Victor Sjöström's early feature film "Ingeborg Holm" is not only considered by many the first film in the golden age of Swedish cinema lasting from 1913 to 1924 but also the real beginning of Swedish cinema in general. A film scholar, Peter Cowie, for one, claims that the film marks the highest achievement of the seventh art before David Wark Griffith's "The Birth of a Nation" (1915) which was to follow two years after. Although "Ingeborg Holm" is not as well known as many of its contemporary films, it surely stands out from the crowd to anyone who has seen more than a few films from the period. "Nothing like this was being made in 1913," writes Peter von Bagh, a Finnish film historian, capturing the historical importance of the film.
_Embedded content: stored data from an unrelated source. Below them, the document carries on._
//! # Leaf Backends
//!
//! Concrete filesystems that can serve as composite layers.
//!
//! | Backend | Storage | `real_path` |
//! |---------|---------|-------------|
//! | [`MemoryFs`] | in-memory tree | not supported |
//! | [`OsFs`] | `std::fs` | absolute path |
//! | [`BasePathFs`] | any `Fs`, restricted to a base directory | `base` joined with the name |

mod base_path;
mod handle;
mod memory;
mod os;

pub use base_path::BasePathFs;
pub use memory::MemoryFs;
pub use os::OsFs;

use std::path::{Component, Path, PathBuf};

/// Lexically normalize `path` to a root-relative path.
///
/// `.` components are dropped and `..` pops the previous component. Returns
/// `None` if the path climbs above the root.
pub(crate) fn normalize(path: &Path) -> Option<PathBuf> {
    let mut out = PathBuf::new();
    for component in path.components() {
        match component {
            Component::Prefix(_) | Component::RootDir | Component::CurDir => {}
            Component::ParentDir => {
                if !out.pop() {
                    return None;
                }
            }
            Component::Normal(name) => out.push(name),
        }
    }
    Some(out)
}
The film's authenticity, realism, and moral seriousness have even been seen to bear far-reaching connections to Italian neorealism.
As many of the films of the Swedish golden age, "Ingeborg Holm" is also based on a literary source. It is based on a play by Nils Krok. The story concerns a married woman, Ingeborg Holm whose husband dies just after earning credit for establishing his own business. After the death of her husband, Ingeborg falls to the bottom of the society, loses her children to foster parents, and eventually ends up in an asylum.
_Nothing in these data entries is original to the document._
// =============================================================================
// Read-only and configuration
// =============================================================================

#[test]
fn composite_refuses_mutation() {
    let fs = site();
    let p = Path::new("layouts/index.html");
    let results = [
        fs.write(p, b"x"),
        fs.chmod(p, Permissions::default_file()),
        fs.chtimes(p, SystemTime::now(), SystemTime::now()),
        fs.create_dir(Path::new("new"), Permissions::default_dir()),
        fs.create_dir_all(Path::new("a/b"), Permissions::default_dir()),
        fs.remove(p),
        fs.remove_all(Path::new("layouts")),
        fs.rename(p, Path::new("moved.html")),
    ];
    for result in results {
        assert!(matches!(result, Err(FsError::PermissionDenied { .. })));
    }
    assert!(matches!(
        fs.open_file(p, OpenFlags::APPEND),
        Err(FsError::PermissionDenied { .. })
    ));
    // Layers are untouched.
    assert_eq!(fs.stat(p).unwrap().size, "project index".len() as u64);
}

#[test]
fn files_cannot_be_opened_through_composite() {
    let err = site().open(Path::new("layouts/index.html")).err().unwrap();
    assert!(matches!(err, FsError::NotSupported { .. }));
}

#[test]
fn configuration_errors() {
    assert!(matches!(
        SliceFs::new(vec![FileMeta::new().with_lang("en")]),
        Err(FsError::InvalidConfiguration { .. })
    ));
    assert!(matches!(
        SliceFs::new_language_fs(languages(), vec![layer(mem(&[]))]),
        Err(FsError::InvalidConfiguration { .. })
    ));
    assert_eq!(SliceFs::new(Vec::new()).unwrap().name(), "NoOpFs");
    assert_eq!(
        SliceFs::new_language_fs(languages(), Vec::new())
            .unwrap()
            .name(),
        "NoOpFs"
    );
}

// =============================================================================
// Provenance
// =============================================================================

#[test]
fn decorated_layers_keep_provenance() {
    let storage = mem(&[
        ("project/content/a.md", "a"),
        ("theme/content/a.md", "theme a"),
        ("theme/content/b.md", "b"),
    ]);
    let project: Arc<dyn Fs> = Arc::new(BasePathFs::new(storage.clone(), "project"));
    let theme: Arc<dyn Fs> = Arc::new(BasePathFs::new(storage, "theme"));

    let fs = SliceFs::new(vec![
        layer(DecoratorFs::base_path(project).unwrap()),
        layer(DecoratorFs::base_path(theme).unwrap()),
    ])
    .unwrap();

    let filenames: Vec<PathBuf> = fs
        .read_dir(Path::new("content"))
        .unwrap()
        .iter()
        .map(|fi| fi.meta().unwrap().filename().unwrap().to_path_buf())
        .collect();
    assert_eq!(
        filenames,
        [
            PathBuf::from("project/content/a.md"),
            PathBuf::from("theme/content/a.md"),
            PathBuf::from("theme/content/b.md"),
        ]
    );

    let b = fs.read_dir(Path::new("content")).unwrap().pop().unwrap();
    let meta = b.meta().unwrap();
    assert_eq!(meta.path(), Some(Path::new("content/b.md")));
    let mut f = meta.open().unwrap();
    let mut s = String::new();
    std::io::Read::read_to_string(&mut f, &mut s).unwrap();
    assert_eq!(s, "b");
}

#[test]
fn composite_dir_decorator_rebinds_directories() {
    let inner = mem(&[("docs/guide/intro.md", "i"), ("docs/readme.md", "r")]);
    let composite = SliceFs::new(vec![layer(inner.clone())]).unwrap();
    let fs = inner.layer(CompositeDirLayer::new(&composite));

    let entries = fs.read_dir(Path::new("docs")).unwrap();
    assert_eq!(entries[0].meta().unwrap().fs().unwrap().name(), "SliceFs");
    assert!(!entries[1].is_decorated());
}

// =============================================================================
// Real directories
// =============================================================================

#[test]
fn os_directories_as_layers() {
    let top = tempfile::tempdir().unwrap();
    let bottom = tempfile::tempdir().unwrap();
    std::fs::create_dir(top.path().join("static")).unwrap();
    std::fs::create_dir(bottom.path().join("static")).unwrap();
    std::fs::write(top.path().join("static/site.css"), "top").unwrap();
    std::fs::write(bottom.path().join("static/site.css"), "bottom").unwrap();
    std::fs::write(bottom.path().join("static/app.js"), "js").unwrap();

    let os: Arc<dyn Fs> = Arc::new(OsFs::new());
    let layers = [top.path(), bottom.path()]
        .into_iter()
        .map(|base| {
            let confined: Arc<dyn Fs> = Arc::new(BasePathFs::new(os.clone(), base));
            layer(DecoratorFs::base_path(confined).unwrap())
        })
        .collect();
    let fs = SliceFs::new(layers).unwrap();

    assert_eq!(fs.stat(Path::new("static/site.css")).unwrap().size, 3);
    assert_eq!(
        fs.read_dir_names(Path::new("static")).unwrap(),
        ["site.css", "app.js", "site.css"]
    );

    let entries = fs.read_dir(Path::new("static")).unwrap();
    let app = entries[1].meta().unwrap();
    assert_eq!(app.filename(), Some(bottom.path().join("static/app.js").as_path()));
}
The film is very raw and poignant in showing the grim consequences of social actions. It never, however, turns its back on the individual. Although it can be seen as a story of one woman's abasement, it grows into an intimate treatise on the sickness of a society that lacks humanity and tenderness. The shot of Ingeborg losing her children as a bureaucratic official calmly signs the documents in the background is definitive to say the least. The social reality as well as the psychological turmoil and suffering ignored by the society are relayed in a stark and riveting fashion. The scene bears a visual parallel to an earlier scene in which Ingeborg's husband dies in the foreground, while their children are innocently playing in the background of the image -- in another space, almost as if in another time, too.
Already the first film of the movement gives us its basic lessons: acting is more realistic than theatrical (to as large an extent as one can imagine given the film was made in 1913), moral themes are presented with the utmost seriousness, and emphasis lies on the simplicity and careful precision of mise-en-scène. Above all, the power of light is vital which was to be consummated in Sjöström's subsequent films such as "Terje Vigen" (1917) and "Körkarlen" (1921). In the beginning of the film, Ingeborg tries to continue her late husband's business, but fails, and we see the darkness in the grocery store almost swallowing her whole from the scarce source of light in the space.
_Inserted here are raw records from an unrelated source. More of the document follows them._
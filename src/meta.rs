//! # Metadata Carrier
//!
//! Provenance attached to [`FileInfo`] descriptors as they travel through
//! decorators and composites.
//!
//! ## Set-if-not-zero
//!
//! Every setter on [`FileMeta`] ignores zero values: an empty path or string,
//! weight `0`, or `None`. A carrier is built up across a chain of decorators,
//! and a later decorator that has nothing to say for a field leaves the
//! earlier value alone.
//!
//! ```rust
//! use anyfs_composite::FileMeta;
//!
//! let mut meta = FileMeta::new().with_lang("en");
//! meta.set_lang("");
//! assert_eq!(meta.lang(), Some("en"));
//! meta.set_lang("sv");
//! assert_eq!(meta.lang(), Some("sv"));
//! ```

use std::collections::BTreeMap;
use std::fmt;
use std::path::{Path, PathBuf};
use std::sync::Arc;

use crate::{FileInfo, Fs, FsError, FsFile};

/// Value stored under an extension key of a [`FileMeta`].
#[derive(Debug, Clone, PartialEq, Eq)]
pub enum MetaValue {
    /// A string value.
    Str(String),
    /// An integer value.
    Int(i64),
    /// A boolean value.
    Bool(bool),
}

impl MetaValue {
    /// The zero value of each kind is ignored when merging.
    fn is_zero(&self) -> bool {
        match self {
            MetaValue::Str(s) => s.is_empty(),
            MetaValue::Int(i) => *i == 0,
            MetaValue::Bool(b) => !b,
        }
    }
}

/// Deferred re-open of one specific entry.
///
/// Holds the filesystem to open through (shared, not owned) and the logical
/// name. Every [`open`](Self::open) performs fresh I/O; nothing is memoized.
#[derive(Clone)]
pub struct Opener {
    fs: Arc<dyn Fs>,
    name: PathBuf,
}

impl Opener {
    /// Create an opener for `name` on `fs`. Leading separators are stripped.
    pub fn new(fs: Arc<dyn Fs>, name: impl AsRef<Path>) -> Self {
        Self {
            fs,
            name: strip_root(name.as_ref()),
        }
    }

    /// Open the entry.
    pub fn open(&self) -> Result<Box<dyn FsFile>, FsError> {
        self.fs.open(&self.name)
    }

    /// The name that will be opened.
    pub fn name(&self) -> &Path {
        &self.name
    }

    /// The filesystem that will be opened through.
    pub fn fs(&self) -> &Arc<dyn Fs> {
        &self.fs
    }
}

impl fmt::Debug for Opener {
    fn fmt(&self, f: &mut fmt::Formatter<'_>) -> fmt::Result {
        f.debug_struct("Opener")
            .field("fs", &self.fs.name())
            .field("name", &self.name)
            .finish()
    }
}

/// Typed metadata carrier attached to a decorated [`FileInfo`].
///
/// Also describes a composite layer: a layer is a `FileMeta` with at least a
/// filesystem and, for language-aware composites, a language.
///
/// ```rust
/// use anyfs_composite::{FileMeta, Fs, MemoryFs};
/// use std::sync::Arc;
///
/// let fs: Arc<dyn Fs> = Arc::new(MemoryFs::new());
/// let layer = FileMeta::new().with_fs(fs).with_lang("en");
/// assert_eq!(layer.lang(), Some("en"));
/// assert!(layer.fs().is_some());
/// ```
#[derive(Clone, Default)]
pub struct FileMeta {
    filesystem: Option<Arc<dyn Fs>>,
    opener: Option<Opener>,
    filename: Option<PathBuf>,
    path: Option<PathBuf>,
    lang: Option<String>,
    weight: i32,
    translation_base_name: Option<String>,
    extra: BTreeMap<String, MetaValue>,
}

impl FileMeta {
    /// Create an empty carrier.
    pub fn new() -> Self {
        Self::default()
    }

    /// Builder form of [`set_fs`](Self::set_fs).
    pub fn with_fs(mut self, fs: Arc<dyn Fs>) -> Self {
        self.set_fs(fs);
        self
    }

    /// Builder form of [`set_lang`](Self::set_lang).
    pub fn with_lang(mut self, lang: impl Into<String>) -> Self {
        self.set_lang(lang);
        self
    }

    /// Builder form of [`set_weight`](Self::set_weight).
    pub fn with_weight(mut self, weight: i32) -> Self {
        self.set_weight(weight);
        self
    }

    /// Builder form of [`set_translation_base_name`](Self::set_translation_base_name).
    pub fn with_translation_base_name(mut self, name: impl Into<String>) -> Self {
        self.set_translation_base_name(name);
        self
    }

    /// Builder form of [`set_extra`](Self::set_extra).
    pub fn with_extra(mut self, key: impl Into<String>, value: MetaValue) -> Self {
        self.set_extra(key, value);
        self
    }

    /// Owning filesystem.
    pub fn fs(&self) -> Option<&Arc<dyn Fs>> {
        self.filesystem.as_ref()
    }

    /// Lazy opener for this entry.
    pub fn opener(&self) -> Option<&Opener> {
        self.opener.as_ref()
    }

    /// Open this entry through its opener.
    ///
    /// # Errors
    ///
    /// - [`FsError::NotSupported`] if no opener has been attached
    pub fn open(&self) -> Result<Box<dyn FsFile>, FsError> {
        match &self.opener {
            Some(opener) => opener.open(),
            None => Err(FsError::NotSupported {
                operation: "open without opener",
            }),
        }
    }

    /// Real filename on the owning filesystem.
    pub fn filename(&self) -> Option<&Path> {
        self.filename.as_deref()
    }

    /// Logical path relative to the composite root.
    pub fn path(&self) -> Option<&Path> {
        self.path.as_deref()
    }

    /// Detected or inherited language.
    pub fn lang(&self) -> Option<&str> {
        self.lang.as_deref()
    }

    /// Priority weight, 0 when unset.
    pub fn weight(&self) -> i32 {
        self.weight
    }

    /// Name with language suffix and extension removed.
    pub fn translation_base_name(&self) -> Option<&str> {
        self.translation_base_name.as_deref()
    }

    /// Extension-specific value.
    pub fn extra(&self, key: &str) -> Option<&MetaValue> {
        self.extra.get(key)
    }

    /// Set the owning filesystem.
    pub fn set_fs(&mut self, fs: Arc<dyn Fs>) {
        self.filesystem = Some(fs);
    }

    /// Replace the opener.
    pub fn set_opener(&mut self, opener: Opener) {
        self.opener = Some(opener);
    }

    /// Set the real filename unless `filename` is empty.
    pub fn set_filename(&mut self, filename: impl AsRef<Path>) {
        let filename = filename.as_ref();
        if !filename.as_os_str().is_empty() {
            self.filename = Some(filename.to_path_buf());
        }
    }

    /// Set the logical path unless it is empty. Leading separators are stripped.
    pub fn set_path(&mut self, path: impl AsRef<Path>) {
        let path = strip_root(path.as_ref());
        if !path.as_os_str().is_empty() {
            self.path = Some(path);
        }
    }

    /// Set the language unless `lang` is empty.
    pub fn set_lang(&mut self, lang: impl Into<String>) {
        let lang = lang.into();
        if !lang.is_empty() {
            self.lang = Some(lang);
        }
    }

    /// Set the weight unless it is 0.
    pub fn set_weight(&mut self, weight: i32) {
        if weight != 0 {
            self.weight = weight;
        }
    }

    /// Set the translation base name unless it is empty.
    pub fn set_translation_base_name(&mut self, name: impl Into<String>) {
        let name = name.into();
        if !name.is_empty() {
            self.translation_base_name = Some(name);
        }
    }

    /// Set an extension value unless it is a zero value.
    pub fn set_extra(&mut self, key: impl Into<String>, value: MetaValue) {
        if !value.is_zero() {
            self.extra.insert(key.into(), value);
        }
    }

    /// Apply every non-zero field of `patch` to this carrier.
    pub fn merge(&mut self, patch: FileMeta) {
        let FileMeta {
            filesystem,
            opener,
            filename,
            path,
            lang,
            weight,
            translation_base_name,
            extra,
        } = patch;

        if let Some(fs) = filesystem {
            self.set_fs(fs);
        }
        if let Some(opener) = opener {
            self.set_opener(opener);
        }
        if let Some(filename) = filename {
            self.set_filename(filename);
        }
        if let Some(path) = path {
            self.set_path(path);
        }
        if let Some(lang) = lang {
            self.set_lang(lang);
        }
        self.set_weight(weight);
        if let Some(name) = translation_base_name {
            self.set_translation_base_name(name);
        }
        for (key, value) in extra {
            self.set_extra(key, value);
        }
    }
}

impl fmt::Debug for FileMeta {
    fn fmt(&self, f: &mut fmt::Formatter<'_>) -> fmt::Result {
        f.debug_struct("FileMeta")
            .field("fs", &self.filesystem.as_ref().map(|fs| fs.name()))
            .field("opener", &self.opener)
            .field("filename", &self.filename)
            .field("path", &self.path)
            .field("lang", &self.lang)
            .field("weight", &self.weight)
            .field("translation_base_name", &self.translation_base_name)
            .field("extra", &self.extra)
            .finish()
    }
}

/// Attach provenance to a descriptor.
///
/// - If `info` is already decorated its carrier is reused and extended.
/// - A `filename` already on the carrier wins over the `filename` hint, so
///   decoration must happen innermost first.
/// - `opener` replaces the carrier's opener when given.
/// - `fs` is recorded for directories only; files are re-opened through
///   their opener.
/// - `path` (leading separators stripped), `filename` and every field of
///   `patch` are applied set-if-not-zero.
///
/// ```rust
/// use anyfs_composite::{decorate_file_info, FileInfo, FileMeta};
/// use std::path::Path;
///
/// let fi = FileInfo::file("a.md", 3);
/// let fi = decorate_file_info(None, None, fi, Path::new("/real/a.md"), Path::new("/a.md"), None);
/// let patch = Some(FileMeta::new().with_lang("en"));
/// let fi = decorate_file_info(None, None, fi, Path::new("/other/a.md"), Path::new(""), patch);
///
/// let meta = fi.meta().unwrap();
/// assert_eq!(meta.filename(), Some(Path::new("/real/a.md")));
/// assert_eq!(meta.path(), Some(Path::new("a.md")));
/// assert_eq!(meta.lang(), Some("en"));
/// ```
pub fn decorate_file_info(
    fs: Option<Arc<dyn Fs>>,
    opener: Option<Opener>,
    mut info: FileInfo,
    filename: &Path,
    path: &Path,
    patch: Option<FileMeta>,
) -> FileInfo {
    let mut meta = info.meta.take().unwrap_or_default();

    if let Some(opener) = opener {
        meta.set_opener(opener);
    }

    if info.is_dir() {
        if let Some(fs) = fs {
            meta.set_fs(fs);
        }
    }

    meta.set_path(path);
    if meta.filename.is_none() {
        meta.set_filename(filename);
    }

    if let Some(patch) = patch {
        meta.merge(patch);
    }

    info.meta = Some(meta);
    info
}

/// Strip leading root/prefix components so paths are stored root-relative.
pub(crate) fn strip_root(path: &Path) -> PathBuf {
    path.components()
        .skip_while(|c| {
            matches!(
                c,
                std::path::Component::RootDir | std::path::Component::Prefix(_)
            )
        })
        .collect()
}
Overall, and quite surprisingly, "Ingeborg Holm" lacks a sentimental or overly melodramatic tone. Sjöström's tone is subtle and restraint which once again reminds one of Italian neorealism. Although the film has no drama of nature which one so closely associates with the golden age of Swedish cinema, it uses a lot of outdoor on-location shooting, and its grimness, sobriety, and artistic excellence bring the style of the movement to mind very vividly. All in all, the film stands as a perfect instance for Peter Cowie's seemingly exaggerated claim that "there is no more stirring feat in the entire history of silent film than the Swedish achievements between 1913 and 1921." Sjöström's "Ingeborg Holm" is precisely this to any film enthusiast: something utterly stirring.